§ TASK INSTRUCTIONS: Would you please return the lines of the entries below starting at the line that has "fn recorder() ->" and ending at the line that has "fn flip(step: &Step<u32, u32>)", both included, exactly as they are?

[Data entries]
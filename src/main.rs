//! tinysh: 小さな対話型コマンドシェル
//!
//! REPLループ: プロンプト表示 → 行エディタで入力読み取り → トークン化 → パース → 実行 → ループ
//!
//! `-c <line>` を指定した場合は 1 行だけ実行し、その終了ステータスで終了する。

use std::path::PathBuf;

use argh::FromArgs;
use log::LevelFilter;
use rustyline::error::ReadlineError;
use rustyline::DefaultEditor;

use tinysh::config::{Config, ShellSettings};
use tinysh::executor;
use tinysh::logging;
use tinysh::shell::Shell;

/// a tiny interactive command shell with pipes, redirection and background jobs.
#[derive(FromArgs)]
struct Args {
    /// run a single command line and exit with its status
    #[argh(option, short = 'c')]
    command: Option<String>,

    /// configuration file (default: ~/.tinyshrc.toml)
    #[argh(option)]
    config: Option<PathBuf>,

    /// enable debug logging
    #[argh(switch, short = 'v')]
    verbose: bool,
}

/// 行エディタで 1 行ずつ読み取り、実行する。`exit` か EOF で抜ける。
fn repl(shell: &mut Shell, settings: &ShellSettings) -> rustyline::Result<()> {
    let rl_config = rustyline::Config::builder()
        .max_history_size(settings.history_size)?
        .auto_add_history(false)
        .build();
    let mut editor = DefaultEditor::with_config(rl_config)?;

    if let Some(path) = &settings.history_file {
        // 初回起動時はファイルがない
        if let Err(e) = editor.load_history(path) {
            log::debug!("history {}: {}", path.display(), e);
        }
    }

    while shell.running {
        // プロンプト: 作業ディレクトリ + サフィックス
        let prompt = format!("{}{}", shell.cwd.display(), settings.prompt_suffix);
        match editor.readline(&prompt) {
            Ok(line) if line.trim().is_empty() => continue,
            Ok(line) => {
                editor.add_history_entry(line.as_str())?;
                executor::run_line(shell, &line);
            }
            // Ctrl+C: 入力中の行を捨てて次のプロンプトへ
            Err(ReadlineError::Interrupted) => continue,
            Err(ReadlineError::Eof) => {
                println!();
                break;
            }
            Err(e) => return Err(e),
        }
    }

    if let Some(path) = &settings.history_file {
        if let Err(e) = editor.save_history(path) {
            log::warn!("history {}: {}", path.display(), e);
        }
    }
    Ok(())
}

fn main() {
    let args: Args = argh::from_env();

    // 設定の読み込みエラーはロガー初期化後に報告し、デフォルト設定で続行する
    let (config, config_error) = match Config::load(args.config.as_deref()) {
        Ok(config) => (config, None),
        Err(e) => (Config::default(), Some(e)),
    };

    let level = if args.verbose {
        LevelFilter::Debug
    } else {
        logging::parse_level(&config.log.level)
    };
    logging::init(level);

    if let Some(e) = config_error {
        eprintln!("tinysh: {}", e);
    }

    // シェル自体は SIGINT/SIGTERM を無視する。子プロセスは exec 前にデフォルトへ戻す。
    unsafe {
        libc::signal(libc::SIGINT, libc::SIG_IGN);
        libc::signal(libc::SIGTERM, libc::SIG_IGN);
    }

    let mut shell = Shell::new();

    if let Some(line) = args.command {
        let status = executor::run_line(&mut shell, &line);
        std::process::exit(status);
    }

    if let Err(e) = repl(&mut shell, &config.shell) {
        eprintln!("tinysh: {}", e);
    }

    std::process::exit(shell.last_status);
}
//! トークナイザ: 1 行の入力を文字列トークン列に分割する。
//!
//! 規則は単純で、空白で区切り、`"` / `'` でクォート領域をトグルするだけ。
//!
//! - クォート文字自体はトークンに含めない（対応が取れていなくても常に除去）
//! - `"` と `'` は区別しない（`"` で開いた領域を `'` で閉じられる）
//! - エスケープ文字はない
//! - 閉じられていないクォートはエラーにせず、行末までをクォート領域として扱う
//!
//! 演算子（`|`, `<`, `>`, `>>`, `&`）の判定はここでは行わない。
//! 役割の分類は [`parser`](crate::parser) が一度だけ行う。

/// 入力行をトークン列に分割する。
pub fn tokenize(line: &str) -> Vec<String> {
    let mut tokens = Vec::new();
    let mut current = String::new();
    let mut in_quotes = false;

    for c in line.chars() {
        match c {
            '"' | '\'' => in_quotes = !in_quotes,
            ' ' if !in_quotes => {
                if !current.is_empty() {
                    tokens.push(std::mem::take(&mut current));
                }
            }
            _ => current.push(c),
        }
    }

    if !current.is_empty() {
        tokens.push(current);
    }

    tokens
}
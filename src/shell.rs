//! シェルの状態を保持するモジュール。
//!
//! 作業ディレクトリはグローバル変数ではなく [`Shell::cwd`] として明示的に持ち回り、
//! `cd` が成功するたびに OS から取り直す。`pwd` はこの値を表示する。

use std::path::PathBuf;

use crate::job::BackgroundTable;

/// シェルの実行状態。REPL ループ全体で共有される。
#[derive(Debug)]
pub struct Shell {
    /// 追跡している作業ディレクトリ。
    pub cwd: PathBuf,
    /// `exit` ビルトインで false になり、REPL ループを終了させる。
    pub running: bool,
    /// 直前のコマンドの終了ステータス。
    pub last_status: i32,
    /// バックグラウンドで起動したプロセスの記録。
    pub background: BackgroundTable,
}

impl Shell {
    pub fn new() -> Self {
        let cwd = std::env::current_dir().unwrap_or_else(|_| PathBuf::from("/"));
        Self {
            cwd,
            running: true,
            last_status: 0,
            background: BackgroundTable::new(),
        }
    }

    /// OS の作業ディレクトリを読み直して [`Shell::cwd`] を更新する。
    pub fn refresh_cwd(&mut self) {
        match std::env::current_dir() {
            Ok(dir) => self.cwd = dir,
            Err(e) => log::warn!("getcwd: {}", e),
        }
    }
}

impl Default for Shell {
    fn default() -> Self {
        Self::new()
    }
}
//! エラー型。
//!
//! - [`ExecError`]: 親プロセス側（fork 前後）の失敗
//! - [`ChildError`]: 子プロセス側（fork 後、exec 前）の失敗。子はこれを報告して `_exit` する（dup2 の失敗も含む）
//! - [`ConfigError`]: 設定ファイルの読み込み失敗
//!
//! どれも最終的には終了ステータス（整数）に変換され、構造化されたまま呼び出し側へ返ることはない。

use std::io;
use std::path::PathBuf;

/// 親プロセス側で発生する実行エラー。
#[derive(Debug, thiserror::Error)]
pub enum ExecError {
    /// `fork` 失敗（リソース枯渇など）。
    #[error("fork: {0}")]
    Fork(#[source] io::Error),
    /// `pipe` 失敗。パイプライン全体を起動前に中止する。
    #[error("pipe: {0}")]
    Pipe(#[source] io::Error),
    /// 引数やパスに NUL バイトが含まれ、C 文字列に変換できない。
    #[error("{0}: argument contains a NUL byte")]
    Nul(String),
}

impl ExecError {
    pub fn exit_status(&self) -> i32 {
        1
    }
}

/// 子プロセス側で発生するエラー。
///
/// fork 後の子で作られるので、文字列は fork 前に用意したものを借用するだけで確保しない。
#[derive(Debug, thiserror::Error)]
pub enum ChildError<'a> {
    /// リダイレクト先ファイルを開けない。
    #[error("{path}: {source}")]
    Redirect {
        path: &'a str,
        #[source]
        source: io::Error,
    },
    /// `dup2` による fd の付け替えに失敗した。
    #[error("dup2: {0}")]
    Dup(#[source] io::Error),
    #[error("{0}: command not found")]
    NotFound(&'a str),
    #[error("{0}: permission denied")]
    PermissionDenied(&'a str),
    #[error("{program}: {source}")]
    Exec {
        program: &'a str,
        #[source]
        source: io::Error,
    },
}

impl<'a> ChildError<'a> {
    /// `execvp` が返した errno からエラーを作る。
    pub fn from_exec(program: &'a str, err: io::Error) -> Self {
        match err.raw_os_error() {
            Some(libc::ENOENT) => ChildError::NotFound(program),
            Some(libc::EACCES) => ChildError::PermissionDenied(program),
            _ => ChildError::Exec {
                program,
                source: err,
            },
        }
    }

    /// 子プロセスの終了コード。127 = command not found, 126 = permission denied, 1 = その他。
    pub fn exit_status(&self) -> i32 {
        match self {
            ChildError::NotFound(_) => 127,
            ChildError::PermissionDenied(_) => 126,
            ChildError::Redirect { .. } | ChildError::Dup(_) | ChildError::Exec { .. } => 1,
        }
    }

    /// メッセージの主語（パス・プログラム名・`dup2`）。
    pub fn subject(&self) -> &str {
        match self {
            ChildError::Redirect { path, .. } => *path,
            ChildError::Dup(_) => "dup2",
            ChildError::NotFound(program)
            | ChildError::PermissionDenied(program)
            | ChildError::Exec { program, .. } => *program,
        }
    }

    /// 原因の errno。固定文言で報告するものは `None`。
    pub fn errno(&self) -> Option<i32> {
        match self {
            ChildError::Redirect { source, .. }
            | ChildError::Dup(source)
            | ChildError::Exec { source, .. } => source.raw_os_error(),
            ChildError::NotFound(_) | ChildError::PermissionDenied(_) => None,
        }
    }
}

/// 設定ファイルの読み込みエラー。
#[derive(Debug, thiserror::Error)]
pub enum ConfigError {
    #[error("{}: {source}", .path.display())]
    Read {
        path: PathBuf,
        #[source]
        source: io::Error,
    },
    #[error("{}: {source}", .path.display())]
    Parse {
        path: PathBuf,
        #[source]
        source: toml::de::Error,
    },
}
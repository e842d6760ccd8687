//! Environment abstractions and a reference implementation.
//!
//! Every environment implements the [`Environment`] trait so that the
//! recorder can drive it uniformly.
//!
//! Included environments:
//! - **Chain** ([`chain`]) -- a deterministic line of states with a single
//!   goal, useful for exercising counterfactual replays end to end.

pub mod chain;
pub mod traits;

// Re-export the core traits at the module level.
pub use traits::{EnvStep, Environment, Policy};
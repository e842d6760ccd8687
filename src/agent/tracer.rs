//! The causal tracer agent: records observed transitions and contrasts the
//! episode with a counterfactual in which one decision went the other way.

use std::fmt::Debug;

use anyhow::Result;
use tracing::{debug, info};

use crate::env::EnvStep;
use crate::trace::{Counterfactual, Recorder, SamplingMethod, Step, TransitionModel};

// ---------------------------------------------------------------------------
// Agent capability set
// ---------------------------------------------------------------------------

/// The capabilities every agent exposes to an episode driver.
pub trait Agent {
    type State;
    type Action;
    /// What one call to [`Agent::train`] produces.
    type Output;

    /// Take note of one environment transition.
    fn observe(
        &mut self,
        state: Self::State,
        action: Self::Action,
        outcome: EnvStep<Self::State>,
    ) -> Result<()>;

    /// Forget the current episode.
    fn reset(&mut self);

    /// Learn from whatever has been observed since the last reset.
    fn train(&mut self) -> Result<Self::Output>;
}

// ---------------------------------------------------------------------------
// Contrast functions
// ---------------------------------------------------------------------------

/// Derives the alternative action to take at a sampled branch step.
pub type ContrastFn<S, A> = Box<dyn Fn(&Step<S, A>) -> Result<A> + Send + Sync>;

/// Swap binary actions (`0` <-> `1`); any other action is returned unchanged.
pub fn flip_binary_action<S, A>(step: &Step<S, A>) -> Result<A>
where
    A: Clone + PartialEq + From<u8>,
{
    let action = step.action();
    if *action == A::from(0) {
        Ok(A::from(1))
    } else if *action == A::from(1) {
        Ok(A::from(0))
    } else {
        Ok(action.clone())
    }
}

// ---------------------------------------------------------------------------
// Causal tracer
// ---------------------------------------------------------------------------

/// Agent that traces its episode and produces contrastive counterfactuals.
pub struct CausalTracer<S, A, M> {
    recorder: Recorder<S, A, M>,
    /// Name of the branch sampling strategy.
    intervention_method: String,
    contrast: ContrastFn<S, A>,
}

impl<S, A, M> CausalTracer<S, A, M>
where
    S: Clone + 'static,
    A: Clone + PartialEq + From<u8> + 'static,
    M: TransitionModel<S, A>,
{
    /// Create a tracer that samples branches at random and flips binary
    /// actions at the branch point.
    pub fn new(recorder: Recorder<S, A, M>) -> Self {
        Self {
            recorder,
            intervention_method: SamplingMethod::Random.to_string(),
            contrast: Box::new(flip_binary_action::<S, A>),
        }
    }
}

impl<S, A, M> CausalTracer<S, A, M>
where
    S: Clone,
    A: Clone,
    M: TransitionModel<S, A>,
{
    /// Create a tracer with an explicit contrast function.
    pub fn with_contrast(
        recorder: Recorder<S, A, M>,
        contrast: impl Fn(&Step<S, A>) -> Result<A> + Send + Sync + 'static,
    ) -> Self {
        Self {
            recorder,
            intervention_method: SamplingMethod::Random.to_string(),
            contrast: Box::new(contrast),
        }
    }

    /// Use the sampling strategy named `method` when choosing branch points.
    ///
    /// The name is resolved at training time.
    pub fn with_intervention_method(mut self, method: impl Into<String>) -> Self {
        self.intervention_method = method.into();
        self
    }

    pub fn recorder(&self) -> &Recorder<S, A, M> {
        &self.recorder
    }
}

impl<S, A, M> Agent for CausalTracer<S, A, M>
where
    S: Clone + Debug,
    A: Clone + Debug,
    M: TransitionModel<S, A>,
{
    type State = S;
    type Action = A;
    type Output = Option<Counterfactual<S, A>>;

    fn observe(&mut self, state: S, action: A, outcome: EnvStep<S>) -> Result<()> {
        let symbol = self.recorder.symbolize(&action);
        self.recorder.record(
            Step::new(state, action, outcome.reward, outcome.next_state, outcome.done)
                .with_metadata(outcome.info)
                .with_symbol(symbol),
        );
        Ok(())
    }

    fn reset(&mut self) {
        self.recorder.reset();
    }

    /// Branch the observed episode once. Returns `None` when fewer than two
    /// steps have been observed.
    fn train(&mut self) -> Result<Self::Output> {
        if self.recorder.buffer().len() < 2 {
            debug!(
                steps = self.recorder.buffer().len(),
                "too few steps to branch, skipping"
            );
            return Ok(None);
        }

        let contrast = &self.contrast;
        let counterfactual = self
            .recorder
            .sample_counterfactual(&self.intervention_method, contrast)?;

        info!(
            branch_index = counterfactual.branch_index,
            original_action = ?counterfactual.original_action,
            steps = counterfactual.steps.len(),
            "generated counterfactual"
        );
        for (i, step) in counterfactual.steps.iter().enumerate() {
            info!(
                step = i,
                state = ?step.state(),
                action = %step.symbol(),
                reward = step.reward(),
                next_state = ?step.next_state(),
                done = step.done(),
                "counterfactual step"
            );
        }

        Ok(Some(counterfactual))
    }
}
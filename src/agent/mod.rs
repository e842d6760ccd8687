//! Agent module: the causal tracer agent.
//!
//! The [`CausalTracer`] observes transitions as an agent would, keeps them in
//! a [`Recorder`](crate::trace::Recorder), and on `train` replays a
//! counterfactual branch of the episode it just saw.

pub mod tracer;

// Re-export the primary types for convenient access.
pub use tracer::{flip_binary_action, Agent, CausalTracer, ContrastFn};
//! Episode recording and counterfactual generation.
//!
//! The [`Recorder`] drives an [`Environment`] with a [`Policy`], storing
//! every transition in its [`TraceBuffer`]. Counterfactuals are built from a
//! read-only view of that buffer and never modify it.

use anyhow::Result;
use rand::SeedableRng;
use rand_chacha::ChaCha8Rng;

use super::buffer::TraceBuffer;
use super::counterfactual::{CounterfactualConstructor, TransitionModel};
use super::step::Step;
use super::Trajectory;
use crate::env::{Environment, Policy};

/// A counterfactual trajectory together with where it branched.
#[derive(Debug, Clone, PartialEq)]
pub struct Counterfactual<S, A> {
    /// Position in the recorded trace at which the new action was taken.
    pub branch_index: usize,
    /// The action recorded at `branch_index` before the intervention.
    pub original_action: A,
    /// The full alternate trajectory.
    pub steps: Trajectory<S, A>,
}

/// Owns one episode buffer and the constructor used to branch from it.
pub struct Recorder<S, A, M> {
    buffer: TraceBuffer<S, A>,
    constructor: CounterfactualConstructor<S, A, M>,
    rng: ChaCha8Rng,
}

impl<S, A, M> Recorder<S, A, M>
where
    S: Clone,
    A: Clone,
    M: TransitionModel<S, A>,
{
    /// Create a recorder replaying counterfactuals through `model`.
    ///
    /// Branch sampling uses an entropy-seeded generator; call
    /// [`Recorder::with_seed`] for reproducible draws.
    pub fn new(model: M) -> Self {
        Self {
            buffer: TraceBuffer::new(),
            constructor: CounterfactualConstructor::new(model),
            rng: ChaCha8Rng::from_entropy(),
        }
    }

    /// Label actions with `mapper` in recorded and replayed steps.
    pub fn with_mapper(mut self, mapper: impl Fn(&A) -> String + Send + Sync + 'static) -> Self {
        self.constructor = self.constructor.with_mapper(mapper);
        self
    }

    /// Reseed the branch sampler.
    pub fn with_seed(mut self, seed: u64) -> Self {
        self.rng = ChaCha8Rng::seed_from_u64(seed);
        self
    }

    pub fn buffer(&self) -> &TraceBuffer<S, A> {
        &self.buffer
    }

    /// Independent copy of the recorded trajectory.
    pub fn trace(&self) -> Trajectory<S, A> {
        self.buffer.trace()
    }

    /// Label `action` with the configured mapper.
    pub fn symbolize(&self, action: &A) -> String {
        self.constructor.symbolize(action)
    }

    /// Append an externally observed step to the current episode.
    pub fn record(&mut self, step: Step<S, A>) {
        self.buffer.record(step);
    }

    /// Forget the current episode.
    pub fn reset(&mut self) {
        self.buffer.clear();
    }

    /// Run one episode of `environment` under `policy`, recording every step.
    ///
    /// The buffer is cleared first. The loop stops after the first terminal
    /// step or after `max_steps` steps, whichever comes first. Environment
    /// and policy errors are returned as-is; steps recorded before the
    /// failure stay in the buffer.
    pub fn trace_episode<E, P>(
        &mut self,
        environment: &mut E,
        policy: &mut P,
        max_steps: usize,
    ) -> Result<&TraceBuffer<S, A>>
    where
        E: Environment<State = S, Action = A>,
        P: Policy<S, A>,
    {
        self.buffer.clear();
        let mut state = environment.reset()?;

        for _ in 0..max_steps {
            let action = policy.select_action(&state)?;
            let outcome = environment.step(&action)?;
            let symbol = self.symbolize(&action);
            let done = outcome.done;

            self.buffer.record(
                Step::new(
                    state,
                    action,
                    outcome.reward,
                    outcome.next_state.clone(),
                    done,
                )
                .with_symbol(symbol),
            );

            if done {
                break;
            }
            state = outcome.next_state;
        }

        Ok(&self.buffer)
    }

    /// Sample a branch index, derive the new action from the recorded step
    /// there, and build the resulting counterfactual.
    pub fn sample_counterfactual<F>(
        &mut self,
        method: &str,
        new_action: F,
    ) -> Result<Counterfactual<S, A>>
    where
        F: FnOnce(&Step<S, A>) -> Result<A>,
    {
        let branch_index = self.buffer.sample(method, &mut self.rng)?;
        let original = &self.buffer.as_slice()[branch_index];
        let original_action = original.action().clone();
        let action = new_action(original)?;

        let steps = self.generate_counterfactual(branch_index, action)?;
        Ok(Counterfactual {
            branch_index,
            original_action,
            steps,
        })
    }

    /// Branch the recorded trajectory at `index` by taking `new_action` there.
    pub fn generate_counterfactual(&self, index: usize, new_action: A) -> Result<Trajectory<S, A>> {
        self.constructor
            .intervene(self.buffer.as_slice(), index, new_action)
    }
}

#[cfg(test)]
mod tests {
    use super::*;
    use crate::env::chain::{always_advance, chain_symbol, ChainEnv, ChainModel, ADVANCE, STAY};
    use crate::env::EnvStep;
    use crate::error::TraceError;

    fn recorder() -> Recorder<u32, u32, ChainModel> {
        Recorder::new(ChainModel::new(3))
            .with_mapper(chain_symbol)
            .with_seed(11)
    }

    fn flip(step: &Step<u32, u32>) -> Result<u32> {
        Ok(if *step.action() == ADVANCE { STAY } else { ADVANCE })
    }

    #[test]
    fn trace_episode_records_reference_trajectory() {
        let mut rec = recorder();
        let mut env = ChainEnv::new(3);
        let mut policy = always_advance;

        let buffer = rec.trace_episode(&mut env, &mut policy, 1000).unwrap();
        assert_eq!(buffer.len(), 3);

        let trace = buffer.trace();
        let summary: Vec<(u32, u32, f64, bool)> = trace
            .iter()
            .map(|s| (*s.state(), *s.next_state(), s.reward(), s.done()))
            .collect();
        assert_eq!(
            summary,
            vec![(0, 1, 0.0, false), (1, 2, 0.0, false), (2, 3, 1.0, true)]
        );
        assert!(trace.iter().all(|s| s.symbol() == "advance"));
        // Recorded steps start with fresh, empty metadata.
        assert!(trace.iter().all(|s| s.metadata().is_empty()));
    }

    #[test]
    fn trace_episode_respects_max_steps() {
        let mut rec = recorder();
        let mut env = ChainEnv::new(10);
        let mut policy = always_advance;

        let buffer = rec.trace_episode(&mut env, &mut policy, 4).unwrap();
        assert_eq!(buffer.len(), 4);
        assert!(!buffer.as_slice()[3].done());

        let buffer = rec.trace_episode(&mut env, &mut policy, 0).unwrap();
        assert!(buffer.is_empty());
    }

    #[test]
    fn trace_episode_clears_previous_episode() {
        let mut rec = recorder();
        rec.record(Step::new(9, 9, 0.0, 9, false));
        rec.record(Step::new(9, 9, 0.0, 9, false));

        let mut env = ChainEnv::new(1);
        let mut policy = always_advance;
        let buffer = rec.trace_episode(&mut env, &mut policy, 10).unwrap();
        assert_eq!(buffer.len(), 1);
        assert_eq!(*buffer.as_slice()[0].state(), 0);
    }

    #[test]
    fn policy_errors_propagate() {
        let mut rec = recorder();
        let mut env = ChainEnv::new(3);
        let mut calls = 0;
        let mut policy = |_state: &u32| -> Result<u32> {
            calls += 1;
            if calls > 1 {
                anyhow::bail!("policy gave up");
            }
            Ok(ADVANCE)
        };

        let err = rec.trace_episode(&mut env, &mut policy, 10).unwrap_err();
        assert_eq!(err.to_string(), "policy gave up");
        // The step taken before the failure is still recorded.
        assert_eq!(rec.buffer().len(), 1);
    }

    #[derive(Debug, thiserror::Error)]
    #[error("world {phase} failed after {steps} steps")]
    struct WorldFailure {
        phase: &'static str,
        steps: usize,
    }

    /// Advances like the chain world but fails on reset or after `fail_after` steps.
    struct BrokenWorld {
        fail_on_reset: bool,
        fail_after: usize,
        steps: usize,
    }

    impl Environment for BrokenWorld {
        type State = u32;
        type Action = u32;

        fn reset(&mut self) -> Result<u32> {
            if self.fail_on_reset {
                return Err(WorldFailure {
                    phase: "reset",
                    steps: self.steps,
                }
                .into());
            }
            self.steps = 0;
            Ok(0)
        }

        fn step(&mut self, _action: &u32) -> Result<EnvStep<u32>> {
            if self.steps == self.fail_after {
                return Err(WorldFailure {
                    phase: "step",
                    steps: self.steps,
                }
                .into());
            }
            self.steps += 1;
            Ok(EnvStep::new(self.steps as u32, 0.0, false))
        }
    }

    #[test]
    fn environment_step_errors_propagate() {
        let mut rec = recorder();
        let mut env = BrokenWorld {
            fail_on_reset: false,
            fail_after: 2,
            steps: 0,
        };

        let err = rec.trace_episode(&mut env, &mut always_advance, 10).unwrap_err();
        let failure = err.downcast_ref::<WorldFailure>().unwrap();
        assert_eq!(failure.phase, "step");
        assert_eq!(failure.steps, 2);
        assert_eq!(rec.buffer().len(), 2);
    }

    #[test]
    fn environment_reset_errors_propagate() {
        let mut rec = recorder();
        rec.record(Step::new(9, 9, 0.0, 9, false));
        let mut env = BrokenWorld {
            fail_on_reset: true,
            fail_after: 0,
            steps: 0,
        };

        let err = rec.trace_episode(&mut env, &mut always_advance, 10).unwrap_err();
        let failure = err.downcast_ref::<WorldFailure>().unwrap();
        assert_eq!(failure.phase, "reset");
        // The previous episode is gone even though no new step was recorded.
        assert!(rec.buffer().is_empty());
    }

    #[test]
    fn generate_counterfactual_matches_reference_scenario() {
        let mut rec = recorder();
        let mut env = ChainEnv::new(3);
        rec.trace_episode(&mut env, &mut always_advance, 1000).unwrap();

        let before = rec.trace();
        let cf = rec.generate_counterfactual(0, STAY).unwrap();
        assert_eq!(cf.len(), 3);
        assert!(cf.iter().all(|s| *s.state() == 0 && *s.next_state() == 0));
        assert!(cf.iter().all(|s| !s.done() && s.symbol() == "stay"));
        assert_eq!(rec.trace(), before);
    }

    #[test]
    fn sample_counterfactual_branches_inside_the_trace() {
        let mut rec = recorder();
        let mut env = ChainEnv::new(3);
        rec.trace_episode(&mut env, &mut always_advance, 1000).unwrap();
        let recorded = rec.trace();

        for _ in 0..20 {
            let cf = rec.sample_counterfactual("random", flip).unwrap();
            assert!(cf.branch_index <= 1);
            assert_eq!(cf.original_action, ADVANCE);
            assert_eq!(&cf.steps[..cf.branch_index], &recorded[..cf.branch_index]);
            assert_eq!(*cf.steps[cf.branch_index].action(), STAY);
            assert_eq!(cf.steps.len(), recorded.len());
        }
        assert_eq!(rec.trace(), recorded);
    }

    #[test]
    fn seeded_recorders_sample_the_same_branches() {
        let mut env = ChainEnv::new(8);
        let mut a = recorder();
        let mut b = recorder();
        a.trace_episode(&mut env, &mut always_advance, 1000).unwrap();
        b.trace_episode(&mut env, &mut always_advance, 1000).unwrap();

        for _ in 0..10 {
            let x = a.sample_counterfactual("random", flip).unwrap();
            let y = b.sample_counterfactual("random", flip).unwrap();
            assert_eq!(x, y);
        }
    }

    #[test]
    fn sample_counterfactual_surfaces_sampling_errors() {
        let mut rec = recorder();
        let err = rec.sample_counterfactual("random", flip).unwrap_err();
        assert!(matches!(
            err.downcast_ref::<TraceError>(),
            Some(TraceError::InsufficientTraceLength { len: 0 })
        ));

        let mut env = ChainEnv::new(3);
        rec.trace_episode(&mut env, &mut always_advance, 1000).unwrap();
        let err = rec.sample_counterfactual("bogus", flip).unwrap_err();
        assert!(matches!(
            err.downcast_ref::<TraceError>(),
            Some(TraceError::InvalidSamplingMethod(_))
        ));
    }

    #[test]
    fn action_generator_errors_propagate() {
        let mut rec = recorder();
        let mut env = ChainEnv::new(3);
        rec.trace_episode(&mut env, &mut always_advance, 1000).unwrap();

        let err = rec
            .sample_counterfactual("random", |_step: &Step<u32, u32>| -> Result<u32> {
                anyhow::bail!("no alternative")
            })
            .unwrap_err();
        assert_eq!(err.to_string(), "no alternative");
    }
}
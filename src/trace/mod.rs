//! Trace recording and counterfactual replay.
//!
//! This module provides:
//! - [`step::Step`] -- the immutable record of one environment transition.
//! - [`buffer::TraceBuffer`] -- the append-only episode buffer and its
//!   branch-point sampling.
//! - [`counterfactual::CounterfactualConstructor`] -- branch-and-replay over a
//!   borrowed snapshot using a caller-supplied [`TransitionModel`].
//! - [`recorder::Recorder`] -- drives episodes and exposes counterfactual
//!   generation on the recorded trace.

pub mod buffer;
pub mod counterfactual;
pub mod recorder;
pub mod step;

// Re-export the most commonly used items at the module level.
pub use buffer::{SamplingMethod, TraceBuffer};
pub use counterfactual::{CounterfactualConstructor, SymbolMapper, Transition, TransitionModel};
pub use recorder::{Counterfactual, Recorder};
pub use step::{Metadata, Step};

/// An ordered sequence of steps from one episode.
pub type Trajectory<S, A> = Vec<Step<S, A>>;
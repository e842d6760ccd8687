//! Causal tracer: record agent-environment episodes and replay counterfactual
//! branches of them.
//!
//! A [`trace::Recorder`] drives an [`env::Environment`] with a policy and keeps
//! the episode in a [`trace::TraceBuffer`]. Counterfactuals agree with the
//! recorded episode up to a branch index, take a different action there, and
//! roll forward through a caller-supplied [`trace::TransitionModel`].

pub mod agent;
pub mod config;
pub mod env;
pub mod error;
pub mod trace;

§ ANSWER SECTION:
    fn recorder() -> Recorder<u32, u32, ChainModel> {
        Recorder::new(ChainModel::new(3))
            .with_mapper(chain_symbol)
            .with_seed(11)
    }

    fn flip(step: &Step<u32, u32>) -> Result<u32> {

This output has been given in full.